§ EXERCISE DETAILS: Even the shortest line counts, so transcribe all the data exactly.

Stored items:

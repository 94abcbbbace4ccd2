//! Configuration loading from disk.

use std::fs;
use std::path::Path;

use thiserror::Error;

use crate::config::schema::GatewayConfig;
use crate::config::validation::ValidationError;

/// Error type for configuration loading.
#[derive(Debug, Error)]
pub enum ConfigError {
    #[error("IO error: {0}")]
    Io(#[from] std::io::Error),

    #[error("Parse error: {0}")]
    Parse(#[from] toml::de::Error),

    #[error("Validation failed: {}", list_errors(.0))]
    Validation(Vec<ValidationError>),
}

fn list_errors(errors: &[ValidationError]) -> String {
    errors.iter().map(ToString::to_string).collect::<Vec<_>>().join(", ")
}

/// Parse configuration from a TOML string without validating it.
pub fn parse_config(content: &str) -> Result<GatewayConfig, ConfigError> {
    toml::from_str(content).map_err(ConfigError::Parse)
}

/// Load a configuration file from disk without validating it.
///
/// Callers apply command-line overrides and then run
/// [`validate_config`](crate::config::validation::validate_config).
pub fn read_config(path: &Path) -> Result<GatewayConfig, ConfigError> {
    let content = fs::read_to_string(path).map_err(ConfigError::Io)?;
    parse_config(&content)
}
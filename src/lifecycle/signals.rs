//! OS signal handling.
//!
//! SIGINT (Ctrl+C) and, on Unix, SIGTERM both trigger a graceful shutdown.

use crate::lifecycle::Shutdown;

/// Wait for SIGINT or SIGTERM.
pub async fn termination_signal() {
    let ctrl_c = async {
        if let Err(e) = tokio::signal::ctrl_c().await {
            tracing::error!(error = %e, "Failed to install Ctrl+C handler");
            std::future::pending::<()>().await;
        }
    };

    #[cfg(unix)]
    let terminate = async {
        match tokio::signal::unix::signal(tokio::signal::unix::SignalKind::terminate()) {
            Ok(mut signal) => {
                signal.recv().await;
            }
            Err(e) => {
                tracing::error!(error = %e, "Failed to install SIGTERM handler");
                std::future::pending::<()>().await;
            }
        }
    };

    #[cfg(not(unix))]
    let terminate = std::future::pending::<()>();

    tokio::select! {
        _ = ctrl_c => {},
        _ = terminate => {},
    }
}

/// Spawn a task that triggers `shutdown` on the first termination signal.
pub fn spawn_signal_listener(shutdown: Shutdown) -> tokio::task::JoinHandle<()> {
    tokio::spawn(async move {
        termination_signal().await;
        tracing::info!("Shutdown signal received");
        shutdown.trigger();
    })
}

§ RESULT OF THIS EXERCISE:
repository 94abcbbbace4ccd2
//! Configuration loading from disk.

use std::fs;
use std::path::Path;

use thiserror::Error;

use crate::config::schema::GatewayConfig;
use crate::config::validation::ValidationError;

/// Error type for configuration loading.
#[derive(Debug, Error)]
pub enum ConfigError {
    #[error("IO error: {0}")]
    Io(#[from] std::io::Error),

    #[error("Parse error: {0}")]
    Parse(#[from] toml::de::Error),

    #[error("Validation failed: {}", list_errors(.0))]
    Validation(Vec<ValidationError>),
}

fn list_errors(errors: &[ValidationError]) -> String {
    errors.iter().map(ToString::to_string).collect::<Vec<_>>().join(", ")
}

/// Parse configuration from a TOML string without validating it.
pub fn parse_config(content: &str) -> Result<GatewayConfig, ConfigError> {
    toml::from_str(content).map_err(ConfigError::Parse)
}

/// Load a configuration file from disk without validating it.
///
/// Callers apply command-line overrides and then run
/// [`validate_config`](crate::config::validation::validate_config).
pub fn read_config(path: &Path) -> Result<GatewayConfig, ConfigError> {
    let content = fs::read_to_string(path).map_err(ConfigError::Io)?;
    parse_config(&content)
}
filename src/lifecycle/signals.rs
//! OS signal handling.
//!
//! SIGINT (Ctrl+C) and, on Unix, SIGTERM both trigger a graceful shutdown.

use crate::lifecycle::Shutdown;

/// Wait for SIGINT or SIGTERM.
pub async fn termination_signal() {
    let ctrl_c = async {
        if let Err(e) = tokio::signal::ctrl_c().await {
            tracing::error!(error = %e, "Failed to install Ctrl+C handler");
            std::future::pending::<()>().await;
        }
    };

    #[cfg(unix)]
    let terminate = async {
        match tokio::signal::unix::signal(tokio::signal::unix::SignalKind::terminate()) {
            Ok(mut signal) => {
                signal.recv().await;
            }
            Err(e) => {
                tracing::error!(error = %e, "Failed to install SIGTERM handler");
                std::future::pending::<()>().await;
            }
        }
    };

    #[cfg(not(unix))]
    let terminate = std::future::pending::<()>();

    tokio::select! {
        _ = ctrl_c => {},
        _ = terminate => {},
    }
}

/// Spawn a task that triggers `shutdown` on the first termination signal.
pub fn spawn_signal_listener(shutdown: Shutdown) -> tokio::task::JoinHandle<()> {
    tokio::spawn(async move {
        termination_signal().await;
        tracing::info!("Shutdown signal received");
        shutdown.trigger();
    })
}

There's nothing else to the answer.